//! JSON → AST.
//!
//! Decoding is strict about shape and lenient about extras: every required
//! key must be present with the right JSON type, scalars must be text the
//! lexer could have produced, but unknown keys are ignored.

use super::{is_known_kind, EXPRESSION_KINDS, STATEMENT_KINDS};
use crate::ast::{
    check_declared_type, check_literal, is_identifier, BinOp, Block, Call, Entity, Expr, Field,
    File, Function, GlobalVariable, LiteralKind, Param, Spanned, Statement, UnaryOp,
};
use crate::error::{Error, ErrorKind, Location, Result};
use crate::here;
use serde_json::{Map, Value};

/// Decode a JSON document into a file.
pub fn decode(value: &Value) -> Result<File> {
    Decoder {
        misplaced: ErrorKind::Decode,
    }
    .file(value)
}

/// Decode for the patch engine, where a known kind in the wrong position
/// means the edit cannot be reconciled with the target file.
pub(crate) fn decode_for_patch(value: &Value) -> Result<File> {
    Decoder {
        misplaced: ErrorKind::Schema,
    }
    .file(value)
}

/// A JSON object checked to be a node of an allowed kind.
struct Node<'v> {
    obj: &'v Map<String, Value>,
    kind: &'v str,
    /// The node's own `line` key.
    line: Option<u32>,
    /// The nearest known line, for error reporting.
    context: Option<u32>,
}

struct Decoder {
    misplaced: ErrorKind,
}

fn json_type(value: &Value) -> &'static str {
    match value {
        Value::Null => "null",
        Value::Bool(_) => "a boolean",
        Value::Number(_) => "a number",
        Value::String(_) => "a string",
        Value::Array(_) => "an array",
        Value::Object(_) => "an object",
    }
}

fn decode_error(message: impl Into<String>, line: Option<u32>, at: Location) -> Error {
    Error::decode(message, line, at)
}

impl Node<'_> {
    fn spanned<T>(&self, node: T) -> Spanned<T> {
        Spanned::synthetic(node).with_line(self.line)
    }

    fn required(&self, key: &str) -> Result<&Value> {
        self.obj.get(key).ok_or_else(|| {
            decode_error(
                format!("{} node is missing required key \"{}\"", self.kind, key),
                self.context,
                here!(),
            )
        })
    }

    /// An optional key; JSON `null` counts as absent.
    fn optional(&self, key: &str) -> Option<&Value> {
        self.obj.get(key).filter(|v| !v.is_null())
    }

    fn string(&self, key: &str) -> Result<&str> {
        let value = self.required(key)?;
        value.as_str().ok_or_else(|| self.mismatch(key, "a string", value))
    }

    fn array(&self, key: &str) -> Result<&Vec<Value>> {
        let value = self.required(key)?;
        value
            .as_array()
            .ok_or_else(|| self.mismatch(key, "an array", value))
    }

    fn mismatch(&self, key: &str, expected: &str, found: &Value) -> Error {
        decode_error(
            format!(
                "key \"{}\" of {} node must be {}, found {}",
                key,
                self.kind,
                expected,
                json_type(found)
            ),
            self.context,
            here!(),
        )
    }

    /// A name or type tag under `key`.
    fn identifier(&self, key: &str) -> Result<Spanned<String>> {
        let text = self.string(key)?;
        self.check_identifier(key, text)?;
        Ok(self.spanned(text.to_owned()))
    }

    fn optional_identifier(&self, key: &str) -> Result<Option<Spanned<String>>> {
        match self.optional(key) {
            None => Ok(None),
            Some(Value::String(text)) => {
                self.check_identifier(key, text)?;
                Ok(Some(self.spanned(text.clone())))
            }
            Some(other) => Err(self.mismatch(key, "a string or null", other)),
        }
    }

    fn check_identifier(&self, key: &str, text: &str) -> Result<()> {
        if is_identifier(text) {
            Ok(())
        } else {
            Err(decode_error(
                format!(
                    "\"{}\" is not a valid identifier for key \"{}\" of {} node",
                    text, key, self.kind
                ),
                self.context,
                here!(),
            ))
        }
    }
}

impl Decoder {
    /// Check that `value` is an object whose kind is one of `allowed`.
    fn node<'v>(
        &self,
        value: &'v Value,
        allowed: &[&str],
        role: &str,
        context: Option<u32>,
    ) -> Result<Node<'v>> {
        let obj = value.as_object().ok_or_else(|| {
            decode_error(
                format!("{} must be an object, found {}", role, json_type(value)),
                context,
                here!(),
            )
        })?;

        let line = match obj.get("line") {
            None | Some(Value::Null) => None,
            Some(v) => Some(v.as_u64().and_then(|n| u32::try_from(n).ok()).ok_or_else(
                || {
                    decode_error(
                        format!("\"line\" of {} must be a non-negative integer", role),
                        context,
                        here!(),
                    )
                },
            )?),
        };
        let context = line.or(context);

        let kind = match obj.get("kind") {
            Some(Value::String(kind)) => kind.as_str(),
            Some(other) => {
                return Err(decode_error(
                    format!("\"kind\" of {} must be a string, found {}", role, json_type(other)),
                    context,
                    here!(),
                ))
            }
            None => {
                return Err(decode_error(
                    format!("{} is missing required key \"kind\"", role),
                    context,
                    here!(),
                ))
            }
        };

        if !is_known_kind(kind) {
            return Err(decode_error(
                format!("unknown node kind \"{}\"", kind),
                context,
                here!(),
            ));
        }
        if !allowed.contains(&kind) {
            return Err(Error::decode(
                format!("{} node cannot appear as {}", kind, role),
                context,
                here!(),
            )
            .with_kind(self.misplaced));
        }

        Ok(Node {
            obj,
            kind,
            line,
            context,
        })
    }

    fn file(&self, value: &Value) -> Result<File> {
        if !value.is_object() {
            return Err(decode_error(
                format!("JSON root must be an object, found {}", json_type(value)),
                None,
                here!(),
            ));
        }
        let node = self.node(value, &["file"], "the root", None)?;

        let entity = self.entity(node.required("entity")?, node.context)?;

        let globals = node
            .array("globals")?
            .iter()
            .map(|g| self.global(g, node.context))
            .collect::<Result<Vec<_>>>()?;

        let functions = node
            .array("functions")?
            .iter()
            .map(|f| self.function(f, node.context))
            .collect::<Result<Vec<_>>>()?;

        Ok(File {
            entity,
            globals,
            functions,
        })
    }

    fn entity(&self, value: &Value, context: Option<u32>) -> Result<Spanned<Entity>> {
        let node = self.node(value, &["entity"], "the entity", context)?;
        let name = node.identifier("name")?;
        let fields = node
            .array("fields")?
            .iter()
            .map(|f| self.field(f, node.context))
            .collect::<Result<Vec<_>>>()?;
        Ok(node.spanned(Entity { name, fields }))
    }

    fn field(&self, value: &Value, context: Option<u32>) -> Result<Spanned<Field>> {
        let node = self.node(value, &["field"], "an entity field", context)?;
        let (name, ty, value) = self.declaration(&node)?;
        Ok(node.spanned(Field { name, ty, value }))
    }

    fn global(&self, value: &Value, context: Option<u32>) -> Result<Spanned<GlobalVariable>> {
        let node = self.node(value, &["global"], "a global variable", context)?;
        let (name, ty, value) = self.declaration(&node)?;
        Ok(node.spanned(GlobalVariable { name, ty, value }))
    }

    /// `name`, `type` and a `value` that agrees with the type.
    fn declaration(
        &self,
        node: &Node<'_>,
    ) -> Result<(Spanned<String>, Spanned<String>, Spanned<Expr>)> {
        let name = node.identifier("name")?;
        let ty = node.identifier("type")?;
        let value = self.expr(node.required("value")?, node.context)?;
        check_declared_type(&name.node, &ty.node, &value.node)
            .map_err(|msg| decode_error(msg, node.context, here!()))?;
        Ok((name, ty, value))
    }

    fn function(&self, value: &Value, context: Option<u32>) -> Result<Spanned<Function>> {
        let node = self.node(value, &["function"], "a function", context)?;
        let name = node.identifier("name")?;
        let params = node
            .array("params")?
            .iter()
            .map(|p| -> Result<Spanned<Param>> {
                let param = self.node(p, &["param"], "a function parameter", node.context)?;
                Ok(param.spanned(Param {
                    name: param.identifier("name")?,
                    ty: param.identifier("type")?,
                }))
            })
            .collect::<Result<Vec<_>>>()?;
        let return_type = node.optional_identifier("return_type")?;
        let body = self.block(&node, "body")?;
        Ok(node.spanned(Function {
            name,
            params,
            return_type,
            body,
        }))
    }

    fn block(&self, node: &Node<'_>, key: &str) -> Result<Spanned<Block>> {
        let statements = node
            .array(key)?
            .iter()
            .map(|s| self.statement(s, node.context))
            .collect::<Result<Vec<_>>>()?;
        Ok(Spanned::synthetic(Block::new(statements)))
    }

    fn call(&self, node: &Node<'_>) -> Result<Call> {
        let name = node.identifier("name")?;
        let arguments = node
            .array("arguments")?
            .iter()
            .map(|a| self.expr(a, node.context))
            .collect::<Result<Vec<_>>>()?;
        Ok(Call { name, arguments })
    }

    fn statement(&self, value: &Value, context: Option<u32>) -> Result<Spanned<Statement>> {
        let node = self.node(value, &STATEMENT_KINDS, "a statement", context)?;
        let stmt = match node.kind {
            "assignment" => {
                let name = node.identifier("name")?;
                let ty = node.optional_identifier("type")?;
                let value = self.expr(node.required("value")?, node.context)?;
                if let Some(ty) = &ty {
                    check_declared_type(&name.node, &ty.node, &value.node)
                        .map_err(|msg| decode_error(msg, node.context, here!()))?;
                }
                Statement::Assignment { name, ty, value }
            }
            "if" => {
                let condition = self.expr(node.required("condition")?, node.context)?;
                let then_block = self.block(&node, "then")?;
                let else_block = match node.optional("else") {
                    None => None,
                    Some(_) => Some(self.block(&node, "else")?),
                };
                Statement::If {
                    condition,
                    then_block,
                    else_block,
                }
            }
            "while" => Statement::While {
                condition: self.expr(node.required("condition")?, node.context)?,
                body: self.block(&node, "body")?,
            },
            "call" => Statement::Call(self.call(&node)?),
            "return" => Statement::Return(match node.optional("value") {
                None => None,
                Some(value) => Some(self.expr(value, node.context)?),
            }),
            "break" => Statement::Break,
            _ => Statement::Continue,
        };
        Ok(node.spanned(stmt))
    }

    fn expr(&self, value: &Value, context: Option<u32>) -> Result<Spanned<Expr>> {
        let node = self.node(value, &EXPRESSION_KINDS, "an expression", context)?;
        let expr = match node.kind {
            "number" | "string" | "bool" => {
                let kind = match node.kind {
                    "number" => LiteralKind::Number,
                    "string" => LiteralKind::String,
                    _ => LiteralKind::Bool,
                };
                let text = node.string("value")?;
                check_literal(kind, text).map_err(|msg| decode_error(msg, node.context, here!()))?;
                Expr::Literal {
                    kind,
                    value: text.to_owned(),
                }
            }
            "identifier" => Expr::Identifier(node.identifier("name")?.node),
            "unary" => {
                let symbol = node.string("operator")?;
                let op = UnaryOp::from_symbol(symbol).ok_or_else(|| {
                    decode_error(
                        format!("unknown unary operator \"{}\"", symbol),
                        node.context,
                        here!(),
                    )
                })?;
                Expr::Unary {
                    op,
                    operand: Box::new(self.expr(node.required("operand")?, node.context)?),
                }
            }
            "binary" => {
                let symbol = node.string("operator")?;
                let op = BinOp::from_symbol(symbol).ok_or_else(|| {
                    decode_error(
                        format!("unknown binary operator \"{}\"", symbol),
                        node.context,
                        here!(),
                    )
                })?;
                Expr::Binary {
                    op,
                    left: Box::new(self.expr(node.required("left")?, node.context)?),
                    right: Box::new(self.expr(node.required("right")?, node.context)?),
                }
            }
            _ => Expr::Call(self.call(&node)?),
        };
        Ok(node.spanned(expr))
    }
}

....

» **Exercise directions**:
Your reply should hold only the lines from the first line of the records through the one with "the wrong position", reproduced word for word.

» **Response**:
//! JSON → AST.
//!
//! Decoding is strict about shape and lenient about extras: every required
//! key must be present with the right JSON type, scalars must be text the
//! lexer could have produced, but unknown keys are ignored.

use super::{is_known_kind, EXPRESSION_KINDS, STATEMENT_KINDS};
use crate::ast::{
    check_declared_type, check_literal, is_identifier, BinOp, Block, Call, Entity, Expr, Field,
    File, Function, GlobalVariable, LiteralKind, Param, Spanned, Statement, UnaryOp,
};
use crate::error::{Error, ErrorKind, Location, Result};
use crate::here;
use serde_json::{Map, Value};

/// Decode a JSON document into a file.
pub fn decode(value: &Value) -> Result<File> {
    Decoder {
        misplaced: ErrorKind::Decode,
    }
    .file(value)
}

/// Decode for the patch engine, where a known kind in the wrong position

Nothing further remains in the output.